### Task data
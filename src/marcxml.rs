//! MARCXML deserialization of MARC records.
//!
//! This module reads the standard MARCXML format as defined by the Library of
//! Congress (<https://www.loc.gov/standards/marcxml/>) into [`Record`]s.
//!
//! Both default-namespace (`<record xmlns="...">`) and prefix-namespace
//! (`<marc:record xmlns:marc="...">`) forms are accepted, as well as documents
//! without any namespace.
//!
//! # Examples
//!
//! ```
//! use marcrdf::marcxml;
//!
//! # fn main() -> Result<(), Box<dyn std::error::Error>> {
//! let xml = r#"<record>
//!   <leader>00000nam a2200000 a 4500</leader>
//!   <controlfield tag="001">123456</controlfield>
//!   <datafield tag="245" ind1="1" ind2="0"><subfield code="a">Title</subfield></datafield>
//! </record>"#;
//! let record = marcxml::marcxml_to_record(xml)?;
//! assert_eq!(record.control_number(), Some("123456"));
//! # Ok(())
//! # }
//! ```

use std::path::Path;

use lazy_static::lazy_static;
use quick_xml::de::from_str as xml_from_str;
use regex::Regex;
use serde::Deserialize;

use crate::error::{MarcRdfError, Result};
use crate::record::{DataField, Record};

/// MARCXML record representation for deserialization.
#[derive(Debug, Deserialize)]
#[serde(rename = "record")]
struct MarcxmlRecord {
    /// Control fields (tags 001-009)
    #[serde(default)]
    controlfield: Vec<MarcxmlControlField>,
    /// Data fields (tags 010+)
    #[serde(default)]
    datafield: Vec<MarcxmlDataField>,
}

#[derive(Debug, Deserialize)]
struct MarcxmlControlField {
    #[serde(rename = "@tag")]
    tag: String,
    #[serde(rename = "$value", default)]
    value: String,
}

#[derive(Debug, Deserialize)]
struct MarcxmlDataField {
    #[serde(rename = "@tag")]
    tag: String,
    #[serde(rename = "@ind1", default)]
    ind1: String,
    #[serde(rename = "@ind2", default)]
    ind2: String,
    #[serde(default)]
    subfield: Vec<MarcxmlSubfield>,
}

#[derive(Debug, Deserialize)]
struct MarcxmlSubfield {
    #[serde(rename = "@code")]
    code: String,
    #[serde(rename = "$value", default)]
    value: String,
}

/// MARCXML collection wrapper for multiple records.
#[derive(Debug, Deserialize)]
#[serde(rename = "collection")]
struct MarcxmlCollection {
    #[serde(default, rename = "record")]
    records: Vec<MarcxmlRecord>,
}

lazy_static! {
    static ref XMLNS_DECLARATION: Regex =
        Regex::new(r#"\s+xmlns(?::\w+)?="[^"]*""#).expect("static regex");
    static ref ELEMENT_PREFIX: Regex = Regex::new(r"<(/?)(\w+):").expect("static regex");
    static ref ROOT_ELEMENT: Regex =
        Regex::new(r"<(collection|record)[\s>/]").expect("static regex");
}

/// Strip XML namespace prefixes and declarations from MARCXML input.
///
/// Handles both `marc:record` → `record` (prefixed namespace) and
/// `xmlns="..."` / `xmlns:marc="..."` (namespace declarations).
fn strip_marcxml_ns(xml: &str) -> String {
    let stripped = XMLNS_DECLARATION.replace_all(xml, "");
    ELEMENT_PREFIX.replace_all(&stripped, "<$1").to_string()
}

/// Convert a single MARCXML `<record>` string to a record.
///
/// # Errors
///
/// Returns an error if the XML is invalid or a subfield has no code.
pub fn marcxml_to_record(xml: &str) -> Result<Record> {
    let cleaned = strip_marcxml_ns(xml);
    let xml_record: MarcxmlRecord = xml_from_str(&cleaned)
        .map_err(|e| MarcRdfError::ParseError(format!("Failed to parse MARCXML: {e}")))?;

    marcxml_record_to_record(xml_record)
}

/// Convert a MARCXML `<collection>` string to records.
///
/// # Errors
///
/// Returns an error if the XML is invalid or cannot be parsed.
pub fn marcxml_to_records(xml: &str) -> Result<Vec<Record>> {
    let cleaned = strip_marcxml_ns(xml);
    let collection: MarcxmlCollection = xml_from_str(&cleaned).map_err(|e| {
        MarcRdfError::ParseError(format!("Failed to parse MARCXML collection: {e}"))
    })?;

    collection
        .records
        .into_iter()
        .map(marcxml_record_to_record)
        .collect()
}

/// Read every record from a MARCXML document, whether it is a single
/// `<record>` or a `<collection>`.
///
/// # Errors
///
/// Returns an error if the document has neither root element or cannot be parsed.
pub fn read_marcxml(xml: &str) -> Result<Vec<Record>> {
    let cleaned = strip_marcxml_ns(xml);
    let root = ROOT_ELEMENT
        .captures(&cleaned)
        .and_then(|caps| caps.get(1))
        .map(|m| m.as_str());

    match root {
        Some("collection") => marcxml_to_records(xml),
        Some(_) => Ok(vec![marcxml_to_record(xml)?]),
        None => Err(MarcRdfError::ParseError(
            "MARCXML document has no <collection> or <record> element".into(),
        )),
    }
}

/// Read every record from a MARCXML file.
///
/// # Errors
///
/// Returns an error if the file cannot be read or parsed.
pub fn read_marcxml_file(path: impl AsRef<Path>) -> Result<Vec<Record>> {
    let xml = std::fs::read_to_string(path)?;
    read_marcxml(&xml)
}

/// Internal helper: convert a deserialized `MarcxmlRecord` into a `Record`.
fn marcxml_record_to_record(xml_record: MarcxmlRecord) -> Result<Record> {
    let mut record = Record::new();

    for cf in xml_record.controlfield {
        record.add_control_field(cf.tag, cf.value);
    }

    for df in xml_record.datafield {
        let ind1 = df.ind1.chars().next().unwrap_or(' ');
        let ind2 = df.ind2.chars().next().unwrap_or(' ');

        let mut field = DataField::new(df.tag, ind1, ind2);

        for sf in df.subfield {
            let code = sf.code.chars().next().ok_or_else(|| {
                MarcRdfError::ParseError(format!("Missing subfield code in field {}", field.tag))
            })?;
            field.add_subfield(code, sf.value);
        }

        record.add_field(field);
    }

    Ok(record)
}

#[cfg(test)]
mod tests {
    use super::*;
    use crate::record::Field;

    const PREFIXED_COLLECTION: &str = r#"<?xml version="1.0" encoding="UTF-8"?>
<marc:collection xmlns:marc="http://www.loc.gov/MARC21/slim">
  <marc:record>
    <marc:leader>00000nam a2200000 a 4500</marc:leader>
    <marc:controlfield tag="001">1</marc:controlfield>
  </marc:record>
  <marc:record>
    <marc:leader>00000nam a2200000 a 4500</marc:leader>
    <marc:controlfield tag="001">2</marc:controlfield>
    <marc:datafield tag="650" ind1=" " ind2="0">
      <marc:subfield code="a">Animals</marc:subfield>
      <marc:subfield code="x">Cats</marc:subfield>
      <marc:subfield code="x">Dogs</marc:subfield>
    </marc:datafield>
  </marc:record>
</marc:collection>"#;

    #[test]
    fn test_parse_standard_marcxml_no_namespace() {
        let xml = r#"<record><leader>00000nam a2200000 a 4500</leader><controlfield tag="001">12345</controlfield></record>"#;
        let record = marcxml_to_record(xml).expect("parse failed");
        assert_eq!(record.control_number(), Some("12345"));
    }

    #[test]
    fn test_parse_marcxml_with_default_namespace() {
        let xml = r#"<record xmlns="http://www.loc.gov/MARC21/slim"><leader>00000nam a2200000 a 4500</leader><datafield tag="245" ind1="1" ind2="0"><subfield code="a">Title</subfield></datafield></record>"#;
        let record = marcxml_to_record(xml).expect("parse failed");
        let field = record.fields_by_tag("245")[0].as_data().expect("data field");
        assert_eq!(field.indicator1, '1');
        assert_eq!(field.get_subfield('a'), Some("Title"));
    }

    #[test]
    fn test_parse_prefixed_collection_keeps_repeated_subfields() {
        let records = marcxml_to_records(PREFIXED_COLLECTION).expect("parse failed");
        assert_eq!(records.len(), 2);

        let field = records[1].fields_by_tag("650")[0]
            .as_data()
            .expect("data field");
        assert_eq!(
            field.subfields_by_code('x').collect::<Vec<_>>(),
            vec!["Cats", "Dogs"]
        );
    }

    #[test]
    fn test_read_marcxml_detects_root() {
        assert_eq!(read_marcxml(PREFIXED_COLLECTION).expect("collection").len(), 2);

        let single = r#"<record><controlfield tag="001">7</controlfield></record>"#;
        let records = read_marcxml(single).expect("record");
        assert!(matches!(records[0].fields_by_tag("001")[0], Field::Control(_)));

        assert!(read_marcxml("<foo/>").is_err());
    }
}
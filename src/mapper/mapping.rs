//! Compiled mapping specification.
//!
//! These types are the typed form of a mapping document: every regex is
//! compiled and every term parsed. They are produced by
//! [`MappingDocument::compile`](super::document::MappingDocument::compile) and
//! never change afterwards.

use std::collections::HashMap;

use regex::Regex;

use crate::error::{MarcRdfError, Result};

use super::vocabulary::VocabTerm;

/// Ordered list of tag rules. Several rules may target the same tag.
#[derive(Debug, Clone, Default)]
pub struct MappingSpec {
    /// Rules in document order.
    pub rules: Vec<TagRule>,
}

impl MappingSpec {
    /// Rules for `tag`, in document order.
    pub fn rules_for<'a>(&'a self, tag: &'a str) -> impl Iterator<Item = &'a TagRule> + 'a {
        self.rules.iter().filter(move |rule| rule.tag == tag)
    }

    /// Returns true if any rule targets `tag`.
    #[must_use]
    pub fn has_tag(&self, tag: &str) -> bool {
        self.rules.iter().any(|rule| rule.tag == tag)
    }
}

/// One mapping block for a tag.
#[derive(Debug, Clone)]
pub struct TagRule {
    /// MARC tag the block applies to.
    pub tag: String,
    /// Control- or data-field mapping.
    pub body: RuleBody,
}

/// What a tag rule maps.
#[derive(Debug, Clone)]
pub enum RuleBody {
    /// Named control-field mappings applied to the field's scalar value.
    Control(Vec<ControlFieldMapping>),
    /// Subfield-by-subfield mapping of a data field.
    Data(Vec<SubfieldRule>),
}

/// Maps a control field's scalar value.
#[derive(Debug, Clone)]
pub struct ControlFieldMapping {
    /// Entry name in the mapping document (informational).
    pub name: String,
    /// Predicate of the asserted statements.
    pub predicate: VocabTerm,
    /// How objects are generated.
    pub object: ObjectSpec,
    /// Class asserted for each generated object URI.
    pub relation_class: Option<VocabTerm>,
}

/// Maps every occurrence of one subfield code.
#[derive(Debug, Clone)]
pub struct SubfieldRule {
    /// Subfield code as written in the mapping.
    pub code: String,
    /// Static or conditional predicate.
    pub predicate: PredicateSpec,
    /// How objects are generated.
    pub object: ObjectSpec,
    /// Nested subgraph about each generated object URI.
    pub relation: Option<RelationSpec>,
}

impl SubfieldRule {
    /// Returns true if this rule applies to subfield `code`.
    #[must_use]
    pub fn matches(&self, code: char) -> bool {
        code_matches(&self.code, code)
    }
}

/// Returns true if a mapping key names the single subfield code `code`.
///
/// Keys longer than one character never match.
#[must_use]
pub fn code_matches(key: &str, code: char) -> bool {
    let mut chars = key.chars();
    chars.next() == Some(code) && chars.next().is_none()
}

/// Predicate of a subfield rule.
#[derive(Debug, Clone)]
pub enum PredicateSpec {
    /// Always the same term.
    Static(VocabTerm),
    /// Chosen per field instance.
    Conditional(ConditionSpec),
}

/// Conditional predicate selection.
#[derive(Debug, Clone)]
pub enum ConditionSpec {
    /// Driven by the value of a sibling subfield.
    Subfield {
        /// Code of the sibling subfield to read.
        code: String,
        /// Pattern and substitutions applied to the normalized value.
        table: SubstitutionTable<VocabTerm>,
        /// Used when the sibling is absent, empty or does not match.
        default: VocabTerm,
    },
    /// Driven by the field indicators; indicator 2 is evaluated last and wins.
    Indicator {
        /// Table for indicator 1.
        indicator1: Option<SubstitutionTable<VocabTerm>>,
        /// Table for indicator 2.
        indicator2: Option<SubstitutionTable<VocabTerm>>,
        /// Used when neither indicator matches.
        default: VocabTerm,
    },
}

impl ConditionSpec {
    /// Every predicate term the condition can resolve to.
    pub fn terms(&self) -> Box<dyn Iterator<Item = &VocabTerm> + '_> {
        match self {
            Self::Subfield { table, default, .. } => {
                Box::new(table.subs.values().chain(std::iter::once(default)))
            },
            Self::Indicator {
                indicator1,
                indicator2,
                default,
            } => Box::new(
                indicator1
                    .iter()
                    .chain(indicator2.iter())
                    .flat_map(|table| table.subs.values())
                    .chain(std::iter::once(default)),
            ),
        }
    }
}

/// A pattern (`orig`) and the table its matches are looked up in (`subs`).
#[derive(Debug, Clone)]
pub struct SubstitutionTable<T> {
    /// Pattern scanned against the input.
    pub pattern: Regex,
    /// Replacement per captured key.
    pub subs: HashMap<String, T>,
}

impl<T> SubstitutionTable<T> {
    /// Creates a table.
    #[must_use]
    pub fn new(pattern: Regex, subs: HashMap<String, T>) -> Self {
        Self { pattern, subs }
    }

    /// Scans `input` and returns the replacement for the last match.
    ///
    /// The key is the first capture group when the pattern has one, the whole
    /// match otherwise. `Ok(None)` means nothing matched.
    ///
    /// # Errors
    ///
    /// Returns [`MarcRdfError::MissingSubstitution`] when a matched key has no
    /// entry in the table.
    pub fn lookup(&self, input: &str) -> Result<Option<&T>> {
        let mut found = None;
        for caps in self.pattern.captures_iter(input) {
            let key = caps
                .get(1)
                .or_else(|| caps.get(0))
                .map_or("", |m| m.as_str());
            let value = self
                .subs
                .get(key)
                .ok_or_else(|| MarcRdfError::MissingSubstitution(key.to_string()))?;
            found = Some(value);
        }
        Ok(found)
    }
}

/// Nested mapping applied with a generated object URI as subject.
#[derive(Debug, Clone)]
pub struct RelationSpec {
    /// Class asserted for the object URI.
    pub class: VocabTerm,
    /// Nested rules, evaluated against the same field instance.
    pub subfields: Vec<SubfieldRule>,
}

/// How a raw value becomes object terms.
#[derive(Debug, Clone, Default)]
pub struct ObjectSpec {
    /// Declared datatype; `None` when the mapping does not say.
    pub datatype: Option<Datatype>,
    /// String prepended before URI construction.
    pub prefix: String,
    /// Language tag for plain literals.
    pub language: Option<String>,
    /// Value transformation.
    pub pipeline: PipelineConfig,
}

/// Object datatype.
#[derive(Debug, Clone, Copy, PartialEq, Eq)]
pub enum Datatype {
    /// URI built with the object prefix.
    Uri,
    /// `xsd:integer` literal.
    Integer,
    /// `xsd:float` literal.
    Float,
    /// `xsd:gYear` literal.
    GYear,
    /// Plain (optionally language-tagged) literal.
    Literal,
}

impl Datatype {
    /// Parses a mapping datatype name; unknown names are plain literals.
    #[must_use]
    pub fn from_name(name: &str) -> Self {
        match name {
            "uri" => Self::Uri,
            "integer" => Self::Integer,
            "float" => Self::Float,
            "gYear" => Self::GYear,
            _ => Self::Literal,
        }
    }
}

/// Value transformation configuration.
///
/// One extraction mode followed by optional post-stages. The stages always
/// run in the order of the fields below, whatever order the document used.
#[derive(Debug, Clone, Default)]
pub struct PipelineConfig {
    /// How candidate values are taken from the raw value.
    pub extraction: Extraction,
    /// Normalize and map through a substitution table.
    pub substitute: Option<Substitution>,
    /// Replace values by a join of sibling subfields.
    pub combine: Option<Combine>,
    /// Remove every match of this pattern.
    pub strip: Option<Regex>,
    /// Turn values into URL-safe slugs.
    pub urlize: Option<UrlizeOptions>,
    /// Replace values by their hex MD5 digest.
    pub md5: bool,
    /// Unicode lowercase.
    pub lowercase: bool,
}

/// Extraction mode, checked in this priority order.
#[derive(Debug, Clone, Default)]
pub enum Extraction {
    /// Characters `offset..offset + length`, only when the value is long enough.
    Substring {
        /// Start, in characters.
        offset: usize,
        /// Length, in characters.
        length: usize,
    },
    /// Split on a pattern; captured groups of the separator are kept as pieces.
    Split(Regex),
    /// Every match; capture groups when the pattern has them.
    Match(Regex),
    /// The whole value.
    #[default]
    Whole,
}

/// Regex substitution stage.
#[derive(Debug, Clone)]
pub struct Substitution {
    /// Pattern and table.
    pub table: SubstitutionTable<String>,
    /// Value used when the pattern does not match.
    pub default: Option<String>,
}

/// Combine stage: join sibling subfields.
#[derive(Debug, Clone)]
pub struct Combine {
    /// Codes of the subfields to join.
    pub codes: Vec<String>,
    /// Separator placed between values.
    pub separator: String,
}

impl Combine {
    /// Returns true if `code` is one of the combined codes.
    #[must_use]
    pub fn includes(&self, code: char) -> bool {
        self.codes.iter().any(|key| code_matches(key, code))
    }
}

/// Urlize stage options.
#[derive(Debug, Clone)]
pub struct UrlizeOptions {
    /// Lowercase the slug (default on).
    pub downcase: bool,
    /// Turn runs of whitespace into `_` (default on).
    pub convert_spaces: bool,
    /// Characters removed from the slug; default `[^-_A-Za-z0-9]`.
    pub strip: Regex,
}

/// Default pattern of characters removed by urlize.
pub const DEFAULT_URLIZE_STRIP: &str = "[^-_A-Za-z0-9]";

impl Default for UrlizeOptions {
    fn default() -> Self {
        Self {
            downcase: true,
            convert_spaces: true,
            strip: Regex::new(DEFAULT_URLIZE_STRIP).expect("static regex"),
        }
    }
}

### What you have to do
Would you please copy all lines in the data that contain the word "filename"?

### Answer to the problem
filename src/marcxml.rs
filename src/mapper/mapping.rs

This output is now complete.